# Troubles with comparatives



## Shimauma

Hi again! I need a very special help this time: I'm having some troubles with the comparatives.
I have this phrase: 퇴근시간에는 다른 때보다 교통 더 복잡하군요?
I know that ...보다...더 means a comparison but I really don't understand how to use this structure! Can someone help me understand it and the phrase above?
I'm really lost!


----------



## youngbuts

I think '-보다' seems to have a common quality with 'than' in English. I would like to put your orginal sentence above in another word order to show you their similarity.

1교통이  더 복잡해요, 2퇴근 시간에는 3다른 때보다요. 
1The traffic is more jamed 2at a clockout time 3than in any other hours.  

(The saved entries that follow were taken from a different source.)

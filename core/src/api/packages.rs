use super::TravelApi;
use crate::encode::{self, Attachment};
use crate::entities::{Normalize, PackageDetail, PackageInput};
use crate::error::ApiResult;
use crate::http::HttpMethod;
use crate::transport::HttpExecutor;

impl<E: HttpExecutor> TravelApi<E> {
    pub async fn fetch_packages(&self) -> Vec<PackageDetail> {
        self.read_list(&self.routes.packages(), "packages").await
    }

    pub async fn fetch_package(&self, id: &str) -> Option<PackageDetail> {
        self.read_one(&self.routes.package(id), "package").await
    }

    pub async fn create_package(&self, input: &PackageInput, image: Option<Attachment>) -> ApiResult<PackageDetail> {
        self.write_record(HttpMethod::Post, &self.routes.packages(), &encode::PACKAGE, input, image, "package")
            .await
    }

    pub async fn update_package(
        &self,
        id: &str,
        input: &PackageInput,
        image: Option<Attachment>,
    ) -> ApiResult<PackageDetail> {
        self.write_record(HttpMethod::Put, &self.routes.package(id), &encode::PACKAGE, input, image, "package")
            .await
    }

    pub async fn delete_package(&self, id: &str) -> ApiResult<()> {
        self.write_empty(HttpMethod::Delete, &self.routes.package(id), "package").await
    }

    /// Flips the package between active and inactive and returns the new
    /// state as reported by the backend.
    pub async fn toggle_package_status(&self, id: &str) -> ApiResult<PackageDetail> {
        let response = self
            .write(HttpMethod::Patch, &self.routes.package_toggle_status(id), None, "package")
            .await?;
        Ok(PackageDetail::from_value(&response))
    }
}

#[cfg(test)]
mod tests {
    use crate::encode::Attachment;
    use crate::entities::PackageInput;
    use crate::http::HttpMethod;
    use crate::testing::StubExecutor;
    use crate::{ClientConfig, Session, TravelApi};

    fn api(stub: StubExecutor) -> TravelApi<StubExecutor> {
        TravelApi::new(&ClientConfig::new("http://api.test", "/api"), Session::new(), stub)
    }

    #[tokio::test]
    async fn bare_array_list() {
        let api = api(StubExecutor::new().respond(200, r#"[{"id":1,"nama":"A","harga":"100"},{"id":2,"name":"B"}]"#));
        let packages = api.fetch_packages().await;
        assert_eq!(packages.len(), 2);
        assert_eq!(packages[0].name, "A");
        assert_eq!(packages[0].price, 100.0);
    }

    #[tokio::test]
    async fn save_with_image_sends_multipart_fields() {
        let api = api(StubExecutor::new().respond(201, r#"{"id":"p1","name":"Bromo","harga":1500000}"#));
        let input = PackageInput {
            name: Some("Bromo".into()),
            price: Some(1_500_000.0),
            ..Default::default()
        };
        let image = Attachment::new("bromo.jpg", "image/jpeg", vec![0xFF, 0xD8, 0xFF]);
        let package = api.create_package(&input, Some(image)).await.unwrap();
        assert_eq!(package.price, 1_500_000.0);

        let request = api.transport().executor().last_request();
        let body = request.body.as_ref().unwrap();
        assert!(body.is_multipart());
        let form = body.as_multipart().unwrap();
        assert!(form.text_value("name").is_some());
        assert!(form.text_value("harga").is_some());
        assert_eq!(form.attachment("image").map(|f| f.file_name.as_str()), Some("bromo.jpg"));
    }

    #[tokio::test]
    async fn toggle_status_patches() {
        let api = api(StubExecutor::new().respond(200, r#"{"data":{"id":"p1","is_active":false}}"#));
        let package = api.toggle_package_status("p1").await.unwrap();
        assert!(!package.is_active);
        let request = api.transport().executor().last_request();
        assert_eq!(request.method, HttpMethod::Patch);
        assert_eq!(request.url, "http://api.test/api/packages/p1/toggle-status/");
        assert!(request.body.is_none());
    }
}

The traffic is more jamed =교통이  더 복잡해요,
at a clockout time = 퇴근 시간에는
than in any other hours. = 다른 때보다요

Your sentnece, 퇴근시간에는 다른 때보다 교통이 더 복잡하군요, is right. But  I can say also 교통이  더 복잡해요, 퇴근 시간에는 다른 때보다요, which is more like English word order. Although it is less natural, I can do that.  We can understand the changed sentence, because Korean has suffixes, which indicate the case of words.  Even when they have other unusual positions in sentnece, we know what is the subject, the object and the adverb. That's because they have suffixes, which inform us their cases. The -보다 is one of them, but -보다 don't have a case-giving ability. It just add another meaning to its nouns.  

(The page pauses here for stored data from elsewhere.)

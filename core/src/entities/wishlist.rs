//! Saved packages.
//!
//! Wishlist rows either flatten the package fields or embed the whole
//! package object; package fields are looked up at the top level first.

use serde::Serialize;

use super::booking::{package_id, package_name, PACKAGE_OBJECT};
use super::package::{DURATION, IMAGE, LOCATION, PLACEHOLDER_NAME, PRICE};
use super::Normalize;
use crate::date;
use crate::raw::{identifier, Coerce, Field, Raw};

const ID: Field<String> = Field::new(&["id", "_id", "wishlist_id"]);
const ADDED_AT: Field<String> = Field::new(&["addedAt", "added_at", "created_at", "createdAt"]);

#[derive(Debug, Clone, Default, PartialEq, Serialize)]
#[serde(rename_all = "camelCase")]
pub struct WishlistItem {
    pub id: String,
    pub package_id: String,
    pub package_name: String,
    pub image: String,
    pub price: f64,
    pub location: String,
    pub duration: String,
    pub added_at: String,
    pub display_added_at: String,
}

impl Normalize for WishlistItem {
    fn normalize(raw: Raw<'_>) -> Self {
        let package = raw.nested_any(PACKAGE_OBJECT);
        let added_at = ADDED_AT.or_default(raw);
        Self {
            id: identifier(raw, &ID, "wishlist item"),
            package_id: package_id(raw),
            package_name: package_name(raw, PLACEHOLDER_NAME),
            image: flat_or_nested(&IMAGE, raw, package),
            price: flat_or_nested(&PRICE, raw, package),
            location: flat_or_nested(&LOCATION, raw, package),
            duration: flat_or_nested(&DURATION, raw, package),
            display_added_at: date::display(&added_at),
            added_at,
        }
    }
}

fn flat_or_nested<T: Coerce + Default>(field: &Field<T>, raw: Raw<'_>, package: Raw<'_>) -> T {
    field.get(raw).or_else(|| field.get(package)).unwrap_or_default()
}

/// Payload for adding a package to the wishlist.
#[derive(Debug, Clone, Serialize)]
#[serde(rename_all = "camelCase")]
pub struct WishlistInput {
    pub package_id: String,
}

Let's go back to your original sentence. The phrase 'than in any other times' seems to be the same as '다른 때보다' to me. 
다른 때=any other hours
than = -보다 (in this contest they are similar.)
But the problems is where the prepostion 'in' has went in Korean, which indicates the case of place adverb! 


The most big difference between them is 'than' is a preposition so it goes ahead a noun, but -보다 is kind of suffixes, to be more exactly, a helping suffixes(조사) in Korean, which give nouns a case, and add a subtle meaning to the nouns. Notice as someimes prepositions in English could comes before adverbs or other prepositions such as 'than in other hours' as well as nouns, 조사 that usually goes just only behind nouns sometimes combines with other 조사s as in 퇴근시간+에+는. 

Therefore, You could say  퇴근시간에는 다른 때*에*보다 교통이 더 복잡하군요. I can understand the meaning, but it sounds abundant to me. 

도시에서보다는 시골이 더 살기가 좋아요.(possible but sounds a little bit abundant. I asked myself why it does sound abundant to me. Let's see the following sentences.)

도시보다는 시골에서 살기가 더 좋아요.(natural. You could consider this phenomenon as omitting repeated words or giving nouns a freedom from a obligatory case. If we gave another 조사 like -에서 to the nouns,  their case is fixed. But if we don't, they can get more plexibility. In English the phrase 'than' always come behind the word compared. So their cases are already fixed. But in Korean the phrase '-보다' could come before it as well as after it. So it is better for us that we don't fix the case. And it is possible only by omitting 조사.)

도시보다는 시골에서 살기가 더 좋아요.(natural)

도시보다는 시골이 더 살기가 좋아요. (natural)

도시에서보다는 시골에서 살기가 더 좋아요. (natural and possible, but sounds a little bit abundant )


----------



## Shimauma

Oh thank you! I had the worst time of my life for that sentence and now it's clear. I have just one more question: if I have any sentence with a comparative, the one that is more than the other one (or the one that is less than the other one) is marked by the subject particle 가?


----------



## youngbuts

None that I think of.

철수보다 미희가 더 크다.
철수는보다 미희가 더 크다. (very awkard to me. To me in any way 철수 can not be the subject)

-보다 is not kind of conjunction in Enlgish, which can lead a clause or a noun. It is a 조사.

철수가 가는 것보다 미희가 가는 게 좋겠다. (We make a relative clause and make it modify a null noun '것', when we need a meaning of a clause. So it is impossible to us to say 철수는보다 미희가 더 크다. 미희 is the subject and 철수보다 is kind of an adverb phrase to me. But you can say the following:

철수가 가는 것보다*는* 미희가 가는 게 좋겠다.  
Because you can see in 철수가 가는 것이 좋겠다.... , 철수가 가는 것 can be a subject.


----------



## Shimauma

Yes! If I have to translate "the taxi is faster than the bus" into korean, is it correct "버스보다 택시가 빠릅니다."? I marked "the taxi" with the 가 to express that THE taxi is faster, but this is just my conclusion. Is it correct? And if it is, where did the "더" go?


----------



## Superhero1

1. A은/는 B보다 빠르다. = A is faster than B   e.g. 사람은 달팽이보다 빠르다. A man is faster than a slug.

2. A이/가 B보다 빠르다. = B 보다 A가 빠르다. = A is faster than B  e.g. 사람이 달팽이보다 빠르다. A man is faster than a slug.

3. A은/는 B보다 더 빠르다 = A is much faster than B   

4. A이/가 B보다 더 빠르다 = B보다 A가 더 빠르다. = A is much faster than B



You can say 택시가 버스보다 (더) 빠릅니다. , 택시는 버스보다 (더) 빠릅니다 or 버스보다 택시가 (더) 빠릅니다.


----------



## Shimauma

So if I have "버스보다 택시가 더 빠릅니다." it means that the taxi is way faster than the bus, isn't it?


----------



## Superhero1

Yes. 버스보다 택시가 더 빠릅니다. A taxi is much faster than a bus.


----------



## Shimauma

Thank you so much ! I really appreciate your explanation! Now it's all clear !


----------



## Superhero1

You are welcome. Glad to hear that.


----------